Fora de seu grande abrigo sul-americano, o Pantanal, a situação dos cervos é alarmante. Pequenos grupos isolados e fragmentados ainda vivem na borda da Amazônia, no leste dos Andes e em banhados na Argentina, como os Esteros del Iberá. E ainda em áreas de São Paulo, Paraná, Goiás, Minas Gerais e Bahia.
As populações brasileiras podem sumir do mapa “em curto espaço de tempo”, reconhece o Plano de Ação Nacional para a Conservação dos Cervídeos Ameaçados de Extinção, do ICMBio. A espécie já foi eliminada do Uruguai, Paraguai, Peru, sul dos estados do Piauí e do Maranhão, porções da Caatinga e outras antigas moradas.
“Sua área de ocorrência atual é de apenas 10% da original”, estima Alexandre Krob, do Instituto Curicaca. As populações do cervo na América do Sul estão vulneráveis e em declínio, alerta a União Internacional para a Conservação da Natureza (UICN). A espécie é criticamente ameaçada de extinção em alguns estados brasileiros.
Perda de habitat
Segundo levantamento inédito realizado este ano, no qual pesquisadores mapearam as alterações de habitat de 145 espécies de mamíferos no mundo, o cervo-do-pantanal teria sido o que mais perdeu território na América do Sul – uma redução de 76%.

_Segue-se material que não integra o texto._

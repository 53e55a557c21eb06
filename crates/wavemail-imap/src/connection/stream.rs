//! Stream types for IMAP connections.
//!
//! The engine itself is generic over `AsyncRead + AsyncWrite`; this module
//! provides the concrete transports: plain TCP and rustls TLS, plus the
//! STARTTLS upgrade for connections that begin in cleartext.

#![allow(clippy::missing_errors_doc)]

use std::io;
use std::pin::Pin;
use std::sync::Arc;
use std::task::{Context, Poll};

use rustls::pki_types::ServerName;
use tokio::io::{AsyncRead, AsyncWrite, ReadBuf};
use tokio::net::TcpStream;
use tokio_rustls::TlsConnector;
use tokio_rustls::client::TlsStream;

use super::config::{Config, Security};
use crate::{Error, Result};

/// A stream that can be either plaintext or TLS.
pub enum ImapStream {
    /// Plaintext TCP stream.
    Plain(TcpStream),
    /// TLS-encrypted stream (boxed to reduce enum size).
    Tls(Box<TlsStream<TcpStream>>),
}

impl ImapStream {
    /// Returns true if the stream is TLS-encrypted.
    #[must_use]
    pub const fn is_tls(&self) -> bool {
        matches!(self, Self::Tls(_))
    }

    /// Upgrades a plaintext stream to TLS after a STARTTLS exchange.
    pub async fn upgrade_to_tls(self, host: &str) -> Result<Self> {
        match self {
            Self::Plain(tcp) => {
                let connector = tls_connector();
                let server_name = ServerName::try_from(host.to_string())?;
                let tls = connector.connect(server_name, tcp).await?;
                Ok(Self::Tls(Box::new(tls)))
            }
            Self::Tls(_) => Err(Error::Protocol("stream is already TLS".to_string())),
        }
    }
}

impl AsyncRead for ImapStream {
    fn poll_read(
        self: Pin<&mut Self>,
        cx: &mut Context<'_>,
        buf: &mut ReadBuf<'_>,
    ) -> Poll<io::Result<()>> {
        match self.get_mut() {
            Self::Plain(stream) => Pin::new(stream).poll_read(cx, buf),
            Self::Tls(stream) => Pin::new(stream).poll_read(cx, buf),
        }
    }
}

impl AsyncWrite for ImapStream {
    fn poll_write(
        self: Pin<&mut Self>,
        cx: &mut Context<'_>,
        buf: &[u8],
    ) -> Poll<io::Result<usize>> {
        match self.get_mut() {
            Self::Plain(stream) => Pin::new(stream).poll_write(cx, buf),
            Self::Tls(stream) => Pin::new(stream).poll_write(cx, buf),
        }
    }

    fn poll_flush(self: Pin<&mut Self>, cx: &mut Context<'_>) -> Poll<io::Result<()>> {
        match self.get_mut() {
            Self::Plain(stream) => Pin::new(stream).poll_flush(cx),
            Self::Tls(stream) => Pin::new(stream).poll_flush(cx),
        }
    }

    fn poll_shutdown(self: Pin<&mut Self>, cx: &mut Context<'_>) -> Poll<io::Result<()>> {
        match self.get_mut() {
            Self::Plain(stream) => Pin::new(stream).poll_shutdown(cx),
            Self::Tls(stream) => Pin::new(stream).poll_shutdown(cx),
        }
    }
}

/// Creates a TLS connector trusting the webpki root certificates.
fn tls_connector() -> TlsConnector {
    let root_store = rustls::RootCertStore {
        roots: webpki_roots::TLS_SERVER_ROOTS.to_vec(),
    };
    let config = rustls::ClientConfig::builder()
        .with_root_certificates(root_store)
        .with_no_client_auth();
    TlsConnector::from(Arc::new(config))
}

/// Connects per the configuration's security mode.
///
/// `Security::StartTls` connects in cleartext; the caller issues STARTTLS
/// and upgrades via [`ImapStream::upgrade_to_tls`].
pub async fn connect(config: &Config) -> Result<ImapStream> {
    match config.security {
        Security::Implicit => connect_tls(&config.host, config.port).await,
        Security::None | Security::StartTls => connect_plain(&config.host, config.port).await,
    }
}

/// Connects with TLS from the start.
pub async fn connect_tls(host: &str, port: u16) -> Result<ImapStream> {
    let tcp = TcpStream::connect((host, port)).await?;
    let connector = tls_connector();
    let server_name = ServerName::try_from(host.to_string())?;
    let tls = connector.connect(server_name, tcp).await?;
    Ok(ImapStream::Tls(Box::new(tls)))
}

/// Connects without TLS (for STARTTLS or testing).
pub async fn connect_plain(host: &str, port: u16) -> Result<ImapStream> {
    let tcp = TcpStream::connect((host, port)).await?;
    Ok(ImapStream::Plain(tcp))
}

#[cfg(test)]
mod tests {
    use super::*;

    #[test]
    fn test_tls_connector_builds() {
        let _connector = tls_connector();
    }
}
impl Protocol {
    /// Creates a protocol instance writing outbound bytes to `outbound`
    /// and IDLE batches to `push`.
    pub(crate) fn new(
        outbound: mpsc::UnboundedSender<Vec<u8>>,
        push: mpsc::UnboundedSender<ServerPush>,
    ) -> Self {
        Self {
            state: watch::Sender::new(ConnectionState::Started),
            idling: watch::Sender::new(false),
            capabilities: Capabilities::default(),
            imap_version: None,
            pending_sync: None,
            pending_async: HashMap::new(),
            push,
            append_literal: None,
            partial: Vec::new(),
            current: None,
            outbound,
            tags: TagGenerator::new(),
        }
    }

    // === State ===

    pub(crate) fn state(&self) -> ConnectionState {
        *self.state.borrow()
    }

    pub(crate) fn state_rx(&self) -> watch::Receiver<ConnectionState> {
        self.state.subscribe()
    }

    pub(crate) fn set_state(&mut self, state: ConnectionState) {
        tracing::debug!(%state, "state");
        self.state.send_replace(state);
    }

    pub(crate) fn idling_rx(&self) -> watch::Receiver<bool> {
        self.idling.subscribe()
    }

    pub(crate) fn set_idling(&mut self, idling: bool) {
        self.idling.send_replace(idling);
    }

    pub(crate) fn is_idling(&self) -> bool {
        *self.idling.borrow()
    }

    // === Capabilities ===

    pub(crate) fn capabilities(&self) -> &Capabilities {
        &self.capabilities
    }

    pub(crate) fn set_capabilities<I, S>(&mut self, tokens: I)
    where
        I: IntoIterator<Item = S>,
        S: Into<String>,
    {
        self.capabilities.replace(tokens);
    }

    pub(crate) fn merge_capabilities<I, S>(&mut self, tokens: I)
    where
        I: IntoIterator<Item = S>,
        S: Into<String>,
    {
        self.capabilities.merge(tokens);
    }

    pub(crate) fn imap_version(&self) -> Option<ImapVersion> {
        self.imap_version
    }

    pub(crate) fn set_imap_version(&mut self, version: ImapVersion) {
        self.imap_version = Some(version);
    }

    // === Registry ===

    pub(crate) fn new_tag(&mut self) -> String {
        self.tags.next()
    }

    pub(crate) fn pending_sync(&self) -> Option<CommandRef> {
        self.pending_sync.clone()
    }

    pub(crate) fn pending_async(&self, name: &str) -> Option<CommandRef> {
        self.pending_async.get(name).cloned()
    }

    pub(crate) fn pending_async_all(&self) -> Vec<CommandRef> {
        self.pending_async.values().cloned().collect()
    }

    pub(crate) fn has_pending_async(&self) -> bool {
        !self.pending_async.is_empty()
    }

    pub(crate) fn install_sync(&mut self, cmd: CommandRef) {
        debug_assert!(self.pending_sync.is_none());
        self.pending_sync = Some(cmd);
    }

    pub(crate) fn install_async(&mut self, cmd: CommandRef) {
        let name = lock(&cmd).untagged_resp_name().to_string();
        self.pending_async.insert(name, cmd);
    }

    /// Releases whichever registry slot holds `cmd` (timeout path).
    pub(crate) fn remove(&mut self, cmd: &CommandRef) {
        if self
            .pending_sync
            .as_ref()
            .is_some_and(|held| Arc::ptr_eq(held, cmd))
        {
            self.pending_sync = None;
            return;
        }
        let name = lock(cmd).untagged_resp_name().to_string();
        if self
            .pending_async
            .get(&name)
            .is_some_and(|held| Arc::ptr_eq(held, cmd))
        {
            self.pending_async.remove(&name);
        }
    }

    pub(crate) fn has_pending_idle_command(&self) -> bool {
        self.pending_sync
            .as_ref()
            .is_some_and(|cmd| lock(cmd).name() == "IDLE")
    }

    // === Outbound ===

    /// Queues one command line (CRLF appended), scrubbing `scrub` from the
    /// wire debug log.
    pub(crate) fn send_line(&self, line: &str, scrub: Option<&str>) {
        if let Some(secret) = scrub.filter(|s| !s.is_empty()) {
            let masked = line.replace(secret, &"*".repeat(secret.len()));
            tracing::debug!(data = %masked, "send");
        } else {
            tracing::debug!(data = %line, "send");
        }
        let mut data = Vec::with_capacity(line.len() + 2);
        data.extend_from_slice(line.as_bytes());
        data.extend_from_slice(b"\r\n");
        let _ = self.outbound.send(data);
    }

    /// Queues raw bytes (literal upload).
    pub(crate) fn send_raw(&self, data: Vec<u8>) {
        let _ = self.outbound.send(data);
    }

    /// Stages the literal payload an APPEND continuation will upload.
    pub(crate) fn stage_append_literal(&mut self, data: Vec<u8>) {
        self.append_literal = Some(data);
    }

    pub(crate) fn push_sender(&self) -> mpsc::UnboundedSender<ServerPush> {
        self.push.clone()
    }

    pub(crate) fn push_stop(&self) {
        let _ = self.push.send(ServerPush::Stop);
    }

    // === Inbound ===

    /// Feeds one chunk of transport bytes through the dispatch path.
    ///
    /// Carries a partial line and the command owning parser attention
    /// between calls, so any chunking of the stream produces the same
    /// logical events.
    pub(crate) fn data_received(&mut self, chunk: &[u8]) -> Result<Vec<Followup>> {
        let mut followups = Vec::new();
        let mut buf = std::mem::take(&mut self.partial);
        buf.extend_from_slice(chunk);
        let mut current = self.current.take();

        loop {
            // a command mid-literal owns parser attention first
            if let Some(cmd) = current.clone() {
                let mut guard = lock(&cmd);
                if guard.wants_literal() {
                    let taken = guard.push_literal(&buf);
                    buf.drain(..taken);
                    if guard.wants_literal() {
                        drop(guard);
                        self.current = Some(cmd);
                        return Ok(followups);
                    }
                }
            }

            let Some(eol) = parse::find_crlf(&buf) else {
                if buf.is_empty() {
                    // chunk fully consumed: flush point for the IDLE buffer
                    if let Some(sync) = self.pending_sync.clone() {
                        lock(&sync).flush();
                    }
                    self.current = current.filter(|cmd| lock(cmd).wants_more_data());
                } else {
                    self.current = current;
                    self.partial = buf;
                }
                return Ok(followups);
            };

            let line = buf[..eol].to_vec();
            buf.drain(..=eol + 1);

            let handled = self.handle_line(&line, current.take(), &mut followups)?;

            if let Some(size) = parse::trailing_literal_len(&line) {
                // a literal may open on a line no command claimed (e.g.
                // after a tagged status); its bytes are consumed and dropped
                let cmd =
                    handled.unwrap_or_else(|| Arc::new(Mutex::new(Command::new("NIL", "unused"))));
                lock(&cmd).begin_literal(size);
                current = Some(cmd);
            } else {
                current = handled.filter(|cmd| lock(cmd).wants_more_data());
            }
        }
    }

    /// Routes one logical line; returns the command that claimed it.
    fn handle_line(
        &mut self,
        line: &[u8],
        current: Option<CommandRef>,
        followups: &mut Vec<Followup>,
    ) -> Result<Option<CommandRef>> {
        if line.is_empty() {
            return Ok(None);
        }

        if self.state() == ConnectionState::Connected {
            self.welcome(line, followups)?;
            return Ok(None);
        }

        if parse::is_tagged_status(line) {
            self.response_done(line)?;
            return Ok(None);
        }

        if let Some(cmd) = current {
            lock(&cmd).push_line(line.to_vec());
            return Ok(Some(cmd));
        }

        if let Some(rest) = line.strip_prefix(b"*") {
            let rest = rest.strip_prefix(b" ").unwrap_or(rest);
            return Ok(self.untagged_response(rest));
        }

        if line.starts_with(b"+") {
            self.continuation(line);
            return Ok(None);
        }

        tracing::info!(line = %String::from_utf8_lossy(line), "unknown data received");
        Ok(None)
    }

    /// Processes the server greeting and schedules capability discovery.
    fn welcome(&mut self, line: &[u8], followups: &mut Vec<Followup>) -> Result<()> {
        if parse::contains(line, b"PREAUTH") {
            self.set_state(ConnectionState::Auth);
        } else if parse::contains(line, b"OK") {
            self.set_state(ConnectionState::NonAuth);
        } else {
            return Err(Error::Abort(format!(
                "unexpected greeting: {}",
                String::from_utf8_lossy(line)
            )));
        }
        followups.push(Followup::IssueCapability);
        Ok(())
    }

    /// Routes an untagged response (leading `* ` already stripped).
    fn untagged_response(&mut self, line: &[u8]) -> Option<CommandRef> {
        let (name, text) = if let Some(verb) = parse::message_data_verb(line) {
            (verb.to_string(), line.to_vec())
        } else {
            let sp = line.iter().position(|&b| b == b' ').unwrap_or(line.len());
            let name = String::from_utf8_lossy(&line[..sp]).to_ascii_uppercase();
            let text = if sp < line.len() {
                line[sp + 1..].to_vec()
            } else {
                Vec::new()
            };
            (name, text)
        };

        if let Some(cmd) = self.pending_async.get(&name).cloned() {
            lock(&cmd).push_line(text);
            return Some(cmd);
        }

        if let Some(sync) = self.pending_sync.clone() {
            lock(&sync).push_line(line.to_vec());
            return Some(sync);
        }

        if name == "BYE" {
            // impending disconnect: wake push waiters before the transport dies
            tracing::warn!(line = %String::from_utf8_lossy(line), "server sent BYE");
            self.push_stop();
            return None;
        }

        // NOOP is the designated catch-all for unsolicited responses
        if let Some(noop) = self.pending_async.get("NOOP").cloned() {
            lock(&noop).push_line(line.to_vec());
            return Some(noop);
        }

        tracing::info!(line = %String::from_utf8_lossy(line), "ignored untagged response");
        None
    }

    /// Completes the pending command a tagged status line belongs to.
    fn response_done(&mut self, line: &[u8]) -> Result<()> {
        tracing::debug!(line = %String::from_utf8_lossy(line), "tagged status");
        let sp = line.iter().position(|&b| b == b' ').unwrap_or(line.len());
        let tag = String::from_utf8_lossy(&line[..sp]).to_string();
        let response = if sp < line.len() { &line[sp + 1..] } else { &[][..] };

        let command = if let Some(sync) = self.pending_sync.clone() {
            if lock(&sync).tag() != tag {
                return Err(Error::Abort(format!(
                    "unexpected tagged response with pending sync command ({}): {}",
                    lock(&sync).to_wire(),
                    String::from_utf8_lossy(response)
                )));
            }
            self.pending_sync = None;
            sync
        } else {
            let mut matches: Vec<(String, CommandRef)> = self
                .pending_async
                .iter()
                .filter(|(_, cmd)| lock(cmd).tag() == tag)
                .map(|(name, cmd)| (name.clone(), cmd.clone()))
                .collect();
            match matches.len() {
                0 => {
                    return Err(Error::Abort(format!(
                        "unexpected tagged ({tag}) response: {}",
                        String::from_utf8_lossy(response)
                    )));
                }
                1 => {
                    let (name, cmd) = matches.remove(0);
                    self.pending_async.remove(&name);
                    cmd
                }
                _ => {
                    return Err(Error::Abort(format!(
                        "inconsistent state: two commands have the same tag ({tag})"
                    )));
                }
            }
        };

        let sp = response
            .iter()
            .position(|&b| b == b' ')
            .unwrap_or(response.len());
        let result = Status::parse(&response[..sp]).ok_or_else(|| {
            Error::Abort(format!(
                "unrecognized status in tagged response: {}",
                String::from_utf8_lossy(response)
            ))
        })?;
        let text = if sp < response.len() {
            response[sp + 1..].to_vec()
        } else {
            Vec::new()
        };

        lock(&command).close(text, CommandStatus::from(result));
        Ok(())
    }

    /// Handles a continuation prompt (`+ …`).
    fn continuation(&mut self, line: &[u8]) {
        let Some(sync) = self.pending_sync.clone() else {
            tracing::info!(line = %String::from_utf8_lossy(line), "server says (ignored)");
            return;
        };
        let name = lock(&sync).name().to_string();
        if name == "APPEND" {
            if let Some(payload) = self.append_literal.take() {
                let mut data = payload;
                data.extend_from_slice(b"\r\n");
                self.send_raw(data);
            } else {
                tracing::warn!("server asked for literal data but none is staged");
            }
        } else if name == "IDLE" {
            tracing::debug!(line = %String::from_utf8_lossy(line), "continuation -- IDLE is active");
            self.set_idling(true);
        } else {
            // multi-step continuation (e.g. AUTHENTICATE) consumes the prompt
            let mut guard = lock(&sync);
            guard.push_line(line.to_vec());
            guard.flush();
        }
    }

    /// Fails every pending command and wakes push waiters; called when the
    /// transport drops or dispatch aborts.
    pub(crate) fn connection_lost(&mut self, reason: Option<&Error>) {
        let message = reason.map_or_else(|| "connection closed".to_string(), ToString::to_string);
        tracing::debug!(reason = %message, "connection lost");
        let mut pending = self.pending_async_all();
        if let Some(sync) = self.pending_sync.take() {
            pending.push(sync);
        }
        self.pending_async.clear();
        self.current = None;
        for cmd in pending {
            lock(&cmd).fail(Error::ConnectionLost(message.clone()));
        }
        self.set_idling(false);
        self.push_stop();
    }
}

No continente sul-americano, o cervo-do-pantanal (Blastocerus dichotomus) e a onça-pintada (Panthera onca) estão entre as espécies que mais tiveram sua distribuição reduzida — com 76% e 40% de perda de seu território, respectivamente.
Grupos de cervos também podem sumir junto com as várzeas que restam na Bacia do Rio Paraná, em parte de estados do Sudeste e do Centro-oeste. A Embrapa Pantanal estima que metade deles já foi eliminada do território. Os grandes vilões são o desmatamento e, novamente, a drenagem de várzeas e outras áreas úmidas pelo agronegócio.
No Brasil, a vegetação natural da Bacia do Paraná encolheu de 225 mil km2 para 182 mil km2 desde 1985, estima o projeto MapBiomas. Os 44 mil km2 perdidos equivalem às áreas do estado do Rio de Janeiro ou da Dinamarca. E a devastação avança nos países que dividem a bacia com o Brasil, a Argentina e o Paraguai, somando ao todo 150 mil km2 destruídos, revela uma reportagem do El País.